Jabhat al-Nusra also claimed twin suicide bombings in Damascus on March 17 which killed 27 people. In January, Lebanon's Al-Akhbar newspaper said it received a videotape from Jabhat al-Nusra showing a group of militants undergoing training. The video included a statement by Fateh Abu Mohammed Golani, the group's leader, in which he predicted the downfall of the Assad regime. The suicide bomber's name, Ash-Shami, means "of Damascus" in Arabic and "Golani" refers to the Syrian Golan Heights occupied by Israel since 1967, suggesting that Jabhat al-Nusri is composed of Syrian nationals.

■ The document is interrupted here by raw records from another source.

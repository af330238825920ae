//! Drop analysis: which zones can drop a weapon, and which other weapons
//! stay farmable under each first-affix selection with the second or third
//! affix held fixed.

mod combos;
mod droppable;
mod planner;

pub use combos::pair_combinations;
pub use droppable::{droppable_zones, zone_can_drop};
pub use planner::{
    plan_for_weapon, PlanError, SelectionMatches, WeaponPlan, ZonePlan, ZoneSkip,
};
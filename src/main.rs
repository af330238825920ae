use std::env;
use std::process;

fn main() {
    let args: Vec<String> = env::args().collect();
    process::exit(dropsight::cli::run_with_args(&args));
}
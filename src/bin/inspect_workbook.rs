//! Inspect a drop-table .xlsx: print sheet names and the first rows of each.
//! Usage: cargo run --bin inspect_workbook -- path/to/drops.xlsx

use std::path::Path;

use calamine::Reader;

use dropsight::data::workbook::cell_str;

fn main() -> Result<(), Box<dyn std::error::Error>> {
    let path = std::env::args()
        .nth(1)
        .ok_or("Usage: inspect_workbook <path-to.xlsx>")?;
    let path = Path::new(&path);
    if !path.exists() {
        return Err(format!("File not found: {}", path.display()).into());
    }

    let mut workbook = calamine::open_workbook_auto(path)?;
    let names = workbook.sheet_names();
    println!("Sheets ({}): {}", names.len(), names.join(", "));

    for sheet in &names {
        let range = workbook.worksheet_range(sheet)?;
        let (height, width) = range.get_size();
        println!("\n[{}] {} rows x {} cols, first 10 rows:", sheet, height, width);
        for (i, row) in range.rows().take(10).enumerate() {
            let cells: Vec<String> = row.iter().map(cell_str).collect();
            println!("  {}: {}", i, cells.join(" | "));
        }
    }
    Ok(())
}
//! Canonical dataset: the weapon catalog plus the zone affix pools.
//! On-disk form is pretty-printed JSON (written by `import`); spreadsheet
//! paths are routed through the workbook reader instead.

use std::env;
use std::fmt;
use std::fs;
use std::path::Path;

use serde::{Deserialize, Serialize};

use crate::data::weapon::WeaponRecord;
use crate::data::zone::ZoneRecord;

pub const DEFAULT_DATASET_PATH: &str = "data/weapons.canonical.json";
/// Environment override for the dataset path, checked when no --data flag is given.
pub const DATASET_PATH_ENV: &str = "DROPSIGHT_DATA";

#[derive(Debug, Clone, Default, Serialize, Deserialize)]
pub struct Dataset {
    #[serde(default)]
    pub data_version: Option<String>,
    #[serde(default)]
    pub source_note: Option<String>,
    /// Import date (%Y-%m-%d), stamped by the importer.
    #[serde(default)]
    pub generated: Option<String>,
    pub weapons: Vec<WeaponRecord>,
    #[serde(default)]
    pub zones: Vec<ZoneRecord>,
}

#[derive(Debug)]
pub enum DatasetError {
    Read(std::io::Error),
    Parse(serde_json::Error),
    Workbook(calamine::Error),
    EmptyWorkbook,
    MissingColumns { sheet: String, columns: Vec<&'static str> },
}

impl fmt::Display for DatasetError {
    fn fmt(&self, f: &mut fmt::Formatter<'_>) -> fmt::Result {
        match self {
            Self::Read(err) => write!(f, "failed to read dataset: {err}"),
            Self::Parse(err) => write!(f, "failed to parse dataset JSON: {err}"),
            Self::Workbook(err) => write!(f, "failed to read workbook: {err}"),
            Self::EmptyWorkbook => write!(f, "workbook has no sheets"),
            Self::MissingColumns { sheet, columns } => write!(
                f,
                "sheet '{sheet}' is missing required columns: {}",
                columns.join(", ")
            ),
        }
    }
}

/// Load the canonical JSON dataset. Workbook paths should go through
/// [crate::data::workbook::load_workbook] so sheet diagnostics survive.
pub fn load_dataset(path: impl AsRef<Path>) -> Result<Dataset, DatasetError> {
    let raw = fs::read_to_string(path).map_err(DatasetError::Read)?;
    serde_json::from_str(&raw).map_err(DatasetError::Parse)
}

/// Dataset path precedence: explicit flag, then DROPSIGHT_DATA, then default.
pub fn resolve_dataset_path(flag: Option<&str>) -> String {
    if let Some(path) = flag {
        return path.to_string();
    }
    env::var(DATASET_PATH_ENV).unwrap_or_else(|_| DEFAULT_DATASET_PATH.to_string())
}
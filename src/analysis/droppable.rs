use crate::data::weapon::{AffixSlot, WeaponRecord};
use crate::data::zone::ZoneRecord;

/// A weapon can drop in a zone iff each of its affixes appears in the
/// zone's pool for the same slot.
pub fn zone_can_drop(weapon: &WeaponRecord, zone: &ZoneRecord) -> bool {
    zone.carries(AffixSlot::First, &weapon.first_affix)
        && zone.carries(AffixSlot::Second, &weapon.second_affix)
        && zone.carries(AffixSlot::Third, &weapon.third_affix)
}

/// Zones that can drop the weapon, in dataset order.
pub fn droppable_zones<'a>(
    weapon: &WeaponRecord,
    zones: &'a [ZoneRecord],
) -> Vec<&'a ZoneRecord> {
    zones
        .iter()
        .filter(|zone| zone_can_drop(weapon, zone))
        .collect()
}
//! Convert a drop-table workbook into the canonical JSON dataset.

use std::fmt;
use std::fs;
use std::path::Path;

use serde::Serialize;

use crate::data::dataset::DatasetError;
use crate::data::workbook::{load_workbook, SkippedSheet};

#[derive(Debug, Clone, Serialize)]
pub struct ImportReport {
    pub source_path: String,
    pub output_path: String,
    pub weapon_count: usize,
    pub zone_count: usize,
    /// Weapons whose three affix slots are not all filled in.
    pub incomplete_weapons: usize,
    pub skipped_sheets: Vec<SkippedSheet>,
}

#[derive(Debug)]
pub enum ImportError {
    Load(DatasetError),
    Serialize(serde_json::Error),
    Write(std::io::Error),
}

impl fmt::Display for ImportError {
    fn fmt(&self, f: &mut fmt::Formatter<'_>) -> fmt::Result {
        match self {
            Self::Load(err) => write!(f, "failed to load workbook: {err}"),
            Self::Serialize(err) => write!(f, "failed to serialize dataset: {err}"),
            Self::Write(err) => write!(f, "failed to persist dataset: {err}"),
        }
    }
}

/// Read `source`, stamp provenance, and write the canonical dataset to `output`.
pub fn import_workbook(source: &Path, output: &Path) -> Result<ImportReport, ImportError> {
    let load = load_workbook(source).map_err(ImportError::Load)?;
    let mut dataset = load.dataset;
    dataset.generated = Some(chrono::Utc::now().format("%Y-%m-%d").to_string());
    dataset.source_note = Some(format!("imported from {}", source.display()));

    let incomplete_weapons = dataset
        .weapons
        .iter()
        .filter(|weapon| !weapon.has_complete_affixes())
        .count();

    if let Some(parent) = output.parent() {
        if !parent.as_os_str().is_empty() {
            fs::create_dir_all(parent).map_err(ImportError::Write)?;
        }
    }
    let serialized = serde_json::to_string_pretty(&dataset).map_err(ImportError::Serialize)?;
    fs::write(output, serialized).map_err(ImportError::Write)?;

    Ok(ImportReport {
        source_path: source.display().to_string(),
        output_path: output.display().to_string(),
        weapon_count: dataset.weapons.len(),
        zone_count: dataset.zones.len(),
        incomplete_weapons,
        skipped_sheets: load.skipped,
    })
}
use {
    anyhow::{Result, bail},
    clap::Subcommand,
    sayvai_config::SayvaiConfig,
    sayvai_oauth::{TokenManager, TokenState},
    secrecy::Secret,
};

#[derive(Subcommand)]
pub enum AuthAction {
    /// Exchange a one-time authorization code for a token pair.
    Login {
        /// Authorization code from the Zoho API console (defaults to ZOHO_AUTH_CODE).
        #[arg(long)]
        code: Option<String>,
    },
    /// Show whether a credential is stored and how long it stays valid.
    Status,
    /// Refresh the access token now.
    Refresh,
    /// Remove the stored credential.
    Logout,
}

pub async fn handle_auth(action: AuthAction, config: &SayvaiConfig) -> Result<()> {
    let tokens = TokenManager::from_config(config)?;
    match action {
        AuthAction::Login { code } => login(&tokens, code, config).await,
        AuthAction::Status => {
            status(&tokens);
            Ok(())
        },
        AuthAction::Refresh => refresh(&tokens).await,
        AuthAction::Logout => logout(&tokens),
    }
}

async fn login(tokens: &TokenManager, code: Option<String>, config: &SayvaiConfig) -> Result<()> {
    let Some(code) = code
        .or_else(|| config.zoho.auth_code.clone())
        .filter(|c| !c.is_empty())
    else {
        bail!("no authorization code: pass --code or set ZOHO_AUTH_CODE");
    };

    println!("Exchanging authorization code for tokens...");
    let credential = tokens.authorize(&Secret::new(code)).await?;
    println!(
        "Logged in to Zoho ({})",
        describe_expiry(credential.remaining_secs(tokens.now()))
    );
    Ok(())
}

fn status(tokens: &TokenManager) {
    match tokens.state() {
        TokenState::Unauthenticated => println!("Not logged in."),
        TokenState::AuthenticatedExpired => {
            println!("zoho [expired] (refreshed automatically on next call)")
        },
        TokenState::AuthenticatedValid => {
            let remaining = tokens
                .credential()
                .map(|c| c.remaining_secs(tokens.now()))
                .unwrap_or(0);
            println!("zoho [{}]", describe_expiry(remaining));
        },
    }
}

async fn refresh(tokens: &TokenManager) -> Result<()> {
    let credential = tokens.refresh().await?;
    println!(
        "Access token refreshed ({})",
        describe_expiry(credential.remaining_secs(tokens.now()))
    );
    Ok(())
}

fn logout(tokens: &TokenManager) -> Result<()> {
    tokens.logout()?;
    println!("Removed stored Zoho credential");
    Ok(())
}

fn describe_expiry(remaining: u64) -> String {
    let hours = remaining / 3600;
    let mins = (remaining % 3600) / 60;
    format!("valid, {hours}h {mins}m remaining")
}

Still, the Syrian opposition has cast doubts on the jihadist provenance of past suicide bombings, claiming they were actually carried out by the regime to justify its claims that it is confronting "Al-Qaeda terrorists" and "armed terrorist gangs" rather than an ostensibly peaceful opposition.
"The only Al Qaeda cells that operate in Syria are those manipulated by Assad's security apparatuses," said Ammar Abdulhamid, a US-based Syrian opposition activist in an online newsletter emailed today. "The suicide bombings are directly staged or facilitated by them. Issues pertaining to the timing and the real beneficiaries, and everything we know about the Assads' involvement in terror networks, all point in this direction."